As we all got up and made our way to the table, I wondered why I was even invited. I mean, yeah, Lacy is cool, but she’s too cool to be hanging out with me. Not to mention all of her friends seems to be either on her level of coolness or, not to be too presumptuous but in Chloe’s own words, “hella gay.” I had only been there a short time but I just couldn’t figure out why any of them would have wanted me around. Not even my own family wanted me around. Though to be honest, I didn’t want them around either. But still. There had to be something going on right? I was just the awkward nerdy dude from work. What was special about me? Well, aside from the thing I don’t talk about.

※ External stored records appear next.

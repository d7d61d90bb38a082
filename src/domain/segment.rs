use serde::{Deserialize, Serialize};

use super::circuit::SeparationTier;

/// A VAD-produced chunk of source audio (spec.md §3 "Segment").
#[derive(Debug, Clone, Serialize, Deserialize, PartialEq)]
#[serde(rename_all = "camelCase")]
pub struct Segment {
    pub index: u32,
    pub start_ms: u64,
    pub end_ms: u64,
    pub file_path: String,
    pub separated: bool,
    pub separation_tier: Option<SeparationTier>,
}

impl Segment {
    pub fn duration_ms(&self) -> u64 {
        self.end_ms.saturating_sub(self.start_ms)
    }
}

/// Hard cap on segment duration (spec.md §3).
pub const SEGMENT_MAX_DURATION_MS: u64 = 30_000;
/// Target segment duration (spec.md §3).
pub const SEGMENT_TARGET_DURATION_MS: u64 = 15_000;

/// Validates the non-overlapping, sorted, duration-capped invariants a set
/// of segments produced by the split stage must satisfy.
pub fn segments_are_valid(segments: &[Segment]) -> bool {
    let mut prev_end: Option<u64> = None;
    for (i, seg) in segments.iter().enumerate() {
        if seg.index as usize != i {
            return false;
        }
        if seg.start_ms >= seg.end_ms {
            return false;
        }
        if seg.duration_ms() > SEGMENT_MAX_DURATION_MS {
            return false;
        }
        if let Some(prev) = prev_end {
            if seg.start_ms < prev {
                return false;
            }
        }
        prev_end = Some(seg.end_ms);
    }
    true
}

#[cfg(test)]
mod tests {
    use super::*;

    fn seg(index: u32, start_ms: u64, end_ms: u64) -> Segment {
        Segment {
            index,
            start_ms,
            end_ms,
            file_path: format!("segments/{index}.wav"),
            separated: false,
            separation_tier: None,
        }
    }

    #[test]
    fn accepts_sorted_non_overlapping_segments() {
        let segs = vec![seg(0, 0, 10_000), seg(1, 10_000, 20_000)];
        assert!(segments_are_valid(&segs));
    }

    #[test]
    fn rejects_overlapping_segments() {
        let segs = vec![seg(0, 0, 10_000), seg(1, 5_000, 15_000)];
        assert!(!segments_are_valid(&segs));
    }

    #[test]
    fn rejects_segment_over_hard_cap() {
        let segs = vec![seg(0, 0, 31_000)];
        assert!(!segments_are_valid(&segs));
    }
}
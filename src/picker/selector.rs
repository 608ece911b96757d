use crate::core::{Item, PickerError, Result};
use im::Vector;
use rand::Rng;

/// Pick one item uniformly at random. The item stays in the collection.
pub fn pick<'a, R>(items: &'a Vector<Item>, rng: &mut R) -> Result<&'a Item>
where
    R: Rng + ?Sized,
{
    if items.is_empty() {
        return Err(PickerError::NoItemsAvailable);
    }
    let index = rng.random_range(0..items.len());
    items.get(index).ok_or(PickerError::NoItemsAvailable)
}
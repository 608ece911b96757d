use super::KeyValueStore;
use crate::core::Result;
use std::collections::BTreeMap;
use std::sync::RwLock;

/// In-process key-value store
#[derive(Debug, Default)]
pub struct MemoryStore {
    entries: RwLock<BTreeMap<String, String>>,
}

impl MemoryStore {
    pub fn new() -> Self {
        Self::default()
    }

    /// Number of stored keys
    pub fn len(&self) -> Result<usize> {
        Ok(self.entries.read()?.len())
    }

    pub fn is_empty(&self) -> Result<bool> {
        Ok(self.len()? == 0)
    }
}

impl KeyValueStore for MemoryStore {
    fn get_item(&self, key: &str) -> Result<Option<String>> {
        Ok(self.entries.read()?.get(key).cloned())
    }

    fn set_item(&self, key: &str, value: &str) -> Result<()> {
        self.entries
            .write()?
            .insert(key.to_string(), value.to_string());
        Ok(())
    }

    fn remove_item(&self, key: &str) -> Result<()> {
        self.entries.write()?.remove(key);
        Ok(())
    }

    fn keys(&self) -> Result<Vec<String>> {
        Ok(self.entries.read()?.keys().cloned().collect())
    }
}

#[cfg(test)]
mod tests {
    use super::*;

    #[test]
    fn test_set_get_remove() {
        let store = MemoryStore::new();
        assert_eq!(store.get_item("k").unwrap(), None);

        store.set_item("k", "[1,2]").unwrap();
        assert_eq!(store.get_item("k").unwrap().as_deref(), Some("[1,2]"));
        assert!(store.contains_key("k").unwrap());

        store.set_item("k", "[3]").unwrap();
        assert_eq!(store.get_item("k").unwrap().as_deref(), Some("[3]"));

        store.remove_item("k").unwrap();
        assert!(store.is_empty().unwrap());
    }

    #[test]
    fn test_remove_absent_key_is_ok() {
        let store = MemoryStore::new();
        store.remove_item("missing").unwrap();
    }

    #[test]
    fn test_keys_sorted() {
        let store = MemoryStore::new();
        store.set_item("b", "1").unwrap();
        store.set_item("a", "2").unwrap();
        assert_eq!(store.keys().unwrap(), vec!["a".to_string(), "b".to_string()]);
    }
}
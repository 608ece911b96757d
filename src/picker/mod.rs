pub mod collection;
pub mod persistence;
pub mod selector;
pub mod snapshot;
pub mod state;

pub use collection::{CollectionManager, validate_input};
pub use persistence::SnapshotPersistence;
pub use snapshot::Snapshot;
pub use state::{Picker, SnapshotSubscriber, SubscriptionId};
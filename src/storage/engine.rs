use crate::core::Result;

/// Durable string-keyed store - allows pluggable storage backends
pub trait KeyValueStore: Send + Sync {
    /// Read the raw value stored under `key`, `None` when absent
    fn get_item(&self, key: &str) -> Result<Option<String>>;

    /// Store `value` under `key`, replacing any previous value
    fn set_item(&self, key: &str, value: &str) -> Result<()>;

    /// Remove `key`; removing an absent key is not an error
    fn remove_item(&self, key: &str) -> Result<()>;

    /// List all stored keys
    fn keys(&self) -> Result<Vec<String>>;

    /// Check if a key exists
    fn contains_key(&self, key: &str) -> Result<bool> {
        Ok(self.get_item(key)?.is_some())
    }
}
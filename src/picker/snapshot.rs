use crate::core::{EntryId, Item, Team, TeamSummary};
use im::Vector;

/// Immutable picture of all teams and the active team at one point in time.
///
/// Cloning is cheap: the team and item sequences are persistent vectors that
/// share structure between versions.
#[derive(Debug, Clone, PartialEq, Eq, Default)]
pub struct Snapshot {
    teams: Vector<Team>,
    active_team_id: Option<EntryId>,
}

impl Snapshot {
    /// Build a snapshot, pointing a dangling or missing active id at the first team.
    pub fn new(teams: Vector<Team>, active_team_id: Option<EntryId>) -> Self {
        Self {
            teams,
            active_team_id,
        }
        .repaired()
    }

    /// Single-list snapshot: one implicit team holding `items`.
    pub fn with_default_team(name: &str, items: Vector<Item>) -> Self {
        let team = Team::with_items(name, items);
        let active = Some(team.id.clone());
        Self {
            teams: Vector::unit(team),
            active_team_id: active,
        }
    }

    pub fn teams(&self) -> &Vector<Team> {
        &self.teams
    }

    pub fn active_team_id(&self) -> Option<&EntryId> {
        self.active_team_id.as_ref()
    }

    pub fn team(&self, id: &str) -> Option<&Team> {
        self.teams.iter().find(|team| team.id == id)
    }

    pub fn active_team(&self) -> Option<&Team> {
        self.active_team_id.as_deref().and_then(|id| self.team(id))
    }

    /// Items of the active team; empty when there is none.
    pub fn active_items(&self) -> Vector<Item> {
        self.active_team()
            .map(|team| team.items.clone())
            .unwrap_or_default()
    }

    pub fn summaries(&self) -> Vec<TeamSummary> {
        self.teams
            .iter()
            .map(|team| TeamSummary {
                id: team.id.clone(),
                name: team.name.clone(),
                item_count: team.item_count(),
                active: self.active_team_id.as_deref() == Some(team.id.as_str()),
            })
            .collect()
    }

    pub fn is_empty(&self) -> bool {
        self.teams.is_empty()
    }

    pub(crate) fn position(&self, id: &str) -> Option<usize> {
        self.teams.iter().position(|team| team.id == id)
    }

    pub(crate) fn active_position(&self) -> Option<usize> {
        self.active_team_id.as_deref().and_then(|id| self.position(id))
    }

    pub(crate) fn with_teams(&self, teams: Vector<Team>, active_team_id: Option<EntryId>) -> Self {
        Self {
            teams,
            active_team_id,
        }
    }

    /// Same snapshot with the active id corrected to an existing team.
    pub fn repaired(self) -> Self {
        if self.active_team().is_some() || (self.teams.is_empty() && self.active_team_id.is_none()) {
            return self;
        }
        let active_team_id = self.teams.front().map(|team| team.id.clone());
        Self {
            teams: self.teams,
            active_team_id,
        }
    }
}
use im::Vector;
use serde::{Deserialize, Serialize};
use uuid::Uuid;

/// Opaque identifier of an item or a team.
pub type EntryId = String;

/// Fresh identifier, never reused.
pub fn new_id() -> EntryId {
    Uuid::new_v4().to_string()
}

/// A single selectable entry.
#[derive(Debug, Clone, PartialEq, Eq, Serialize, Deserialize)]
pub struct Item {
    pub id: EntryId,
    pub text: String,
}

impl Item {
    pub fn new(text: impl Into<String>) -> Self {
        Self {
            id: new_id(),
            text: text.into(),
        }
    }
}

/// A named, ordered pool of items.
#[derive(Debug, Clone, PartialEq, Eq, Serialize, Deserialize)]
pub struct Team {
    pub id: EntryId,
    pub name: String,
    #[serde(default)]
    pub items: Vector<Item>,
}

impl Team {
    pub fn new(name: impl Into<String>) -> Self {
        Self {
            id: new_id(),
            name: name.into(),
            items: Vector::new(),
        }
    }

    pub fn with_items(name: impl Into<String>, items: Vector<Item>) -> Self {
        Self {
            items,
            ..Self::new(name)
        }
    }

    pub fn item_count(&self) -> usize {
        self.items.len()
    }
}

/// Read-only view of a team for listings: `name (count)`.
#[derive(Debug, Clone, PartialEq, Eq)]
pub struct TeamSummary {
    pub id: EntryId,
    pub name: String,
    pub item_count: usize,
    pub active: bool,
}

#[cfg(test)]
mod tests {
    use super::*;

    #[test]
    fn test_ids_are_unique() {
        let a = Item::new("Pizza");
        let b = Item::new("Pizza");
        assert_ne!(a.id, b.id);
    }

    #[test]
    fn test_team_json_shape() {
        let team = Team::with_items("Lunch", Vector::unit(Item::new("Tacos")));
        let json = serde_json::to_value(&team).unwrap();
        assert_eq!(json["name"], "Lunch");
        assert_eq!(json["items"][0]["text"], "Tacos");
        assert!(json["id"].is_string());
    }

    #[test]
    fn test_team_without_items_field_deserializes() {
        let team: Team = serde_json::from_str(r#"{"id":"t1","name":"Solo"}"#).unwrap();
        assert!(team.items.is_empty());
    }
}
use anyhow::{Context, Result, anyhow};
use clap::{Parser, Subcommand};
use rando_picker::{Picker, PickerConfig, TeamSummary};
use std::path::PathBuf;
use tracing_subscriber::EnvFilter;

#[derive(Parser)]
#[command(name = "rando-picker")]
#[command(about = "Add items, group them into teams, and pick one at random")]
struct Cli {
    /// Directory holding the persisted state
    #[arg(long, default_value = ".rando-picker")]
    data_dir: PathBuf,

    #[arg(long)]
    max_item_length: Option<usize>,

    #[arg(long)]
    max_team_name_length: Option<usize>,

    #[command(subcommand)]
    command: Command,
}

#[derive(Subcommand)]
enum Command {
    /// Add an item to the active team
    Add { text: String },
    /// Remove an item by id or 1-based position
    Remove { item: String },
    /// List items of the active team
    List,
    /// Pick a random item from the active team
    Pick,
    /// Remove every item of the active team
    Clear,
    Team {
        #[command(subcommand)]
        action: TeamAction,
    },
}

#[derive(Subcommand)]
enum TeamAction {
    List,
    Add { name: String },
    /// Rename a team given by id or name
    Rename { team: String, name: String },
    Delete { team: String },
    Switch { team: String },
}

fn main() -> Result<()> {
    tracing_subscriber::fmt()
        .with_env_filter(
            EnvFilter::try_from_default_env().unwrap_or_else(|_| EnvFilter::new("warn")),
        )
        .with_writer(std::io::stderr)
        .init();

    let cli = Cli::parse();

    let mut config = PickerConfig::default();
    if let Some(max) = cli.max_item_length {
        config = config.max_item_length(max);
    }
    if let Some(max) = cli.max_team_name_length {
        config = config.max_team_name_length(max);
    }

    let mut picker = rando_picker::open_dir(&cli.data_dir, config).with_context(|| {
        format!("Failed to open picker state in '{}'", cli.data_dir.display())
    })?;

    match cli.command {
        Command::Add { text } => {
            if let Some(item) = picker.add_item(&text)? {
                println!("Added '{}' ({})", item.text, item.id);
            }
        }
        Command::Remove { item } => {
            let id = resolve_item(&picker, &item)?;
            picker.remove_item(&id);
        }
        Command::List => print_items(&picker),
        Command::Pick => {
            let item = picker.pick_random()?;
            println!("Random Pick: {}", item.text);
        }
        Command::Clear => picker.clear_all(),
        Command::Team { action } => run_team(&mut picker, action)?,
    }
    Ok(())
}

fn run_team(picker: &mut Picker, action: TeamAction) -> Result<()> {
    match action {
        TeamAction::List => {
            for team in picker.teams() {
                print_team(&team);
            }
        }
        TeamAction::Add { name } => picker.add_team(&name)?,
        TeamAction::Rename { team, name } => {
            let id = resolve_team(picker, &team)?;
            picker.rename_team(&id, &name)?;
        }
        TeamAction::Delete { team } => {
            let id = resolve_team(picker, &team)?;
            picker.delete_team(&id)?;
        }
        TeamAction::Switch { team } => {
            let id = resolve_team(picker, &team)?;
            picker.switch_active_team(&id);
        }
    }
    Ok(())
}

fn print_items(picker: &Picker) {
    let items = picker.items();
    if items.is_empty() {
        println!("No items added yet");
        return;
    }
    for (position, item) in items.iter().enumerate() {
        println!("{:>3}. {}  [{}]", position + 1, item.text, item.id);
    }
}

fn print_team(team: &TeamSummary) {
    let marker = if team.active { "*" } else { " " };
    println!("{} {} ({})  [{}]", marker, team.name, team.item_count, team.id);
}

fn resolve_item(picker: &Picker, reference: &str) -> Result<String> {
    let items = picker.items();
    if let Some(item) = items.iter().find(|item| item.id == reference) {
        return Ok(item.id.clone());
    }
    reference
        .parse::<usize>()
        .ok()
        .and_then(|position| position.checked_sub(1))
        .and_then(|index| items.get(index))
        .map(|item| item.id.clone())
        .ok_or_else(|| anyhow!("No item '{}' in the active team", reference))
}

fn resolve_team(picker: &Picker, reference: &str) -> Result<String> {
    let teams = picker.teams();
    teams
        .iter()
        .find(|team| team.id == reference)
        .or_else(|| teams.iter().find(|team| team.name == reference))
        .map(|team| team.id.clone())
        .ok_or_else(|| anyhow!("No team '{}'", reference))
}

“Who’s going first?” Lily looked around to us as Lacy dealt the cards.
“Well, rules are rules. Whoever’s shortest goes first. I take it your girlfriend’s not coming?” Lacy looked at Tara.
Tara shook her head. “Nope, she had a family thing come up. So, I guess that means…”
Suddenly, just like a biblically accurate angel, all eyes were on me. Similar to prey staring down the encroaching predators. My fight or flight instincts kicked in. Or well, they should have. It was more of being frozen as four tall girls stared me down with weird smirks on their faces. There was a mixture of things I was feeling, though the most prominent was my face heating up like meteor vaporizing as it entered the atmosphere, and the stiffening of certain appendages. Now was not the time to discover new kinks. I had to defend my pride!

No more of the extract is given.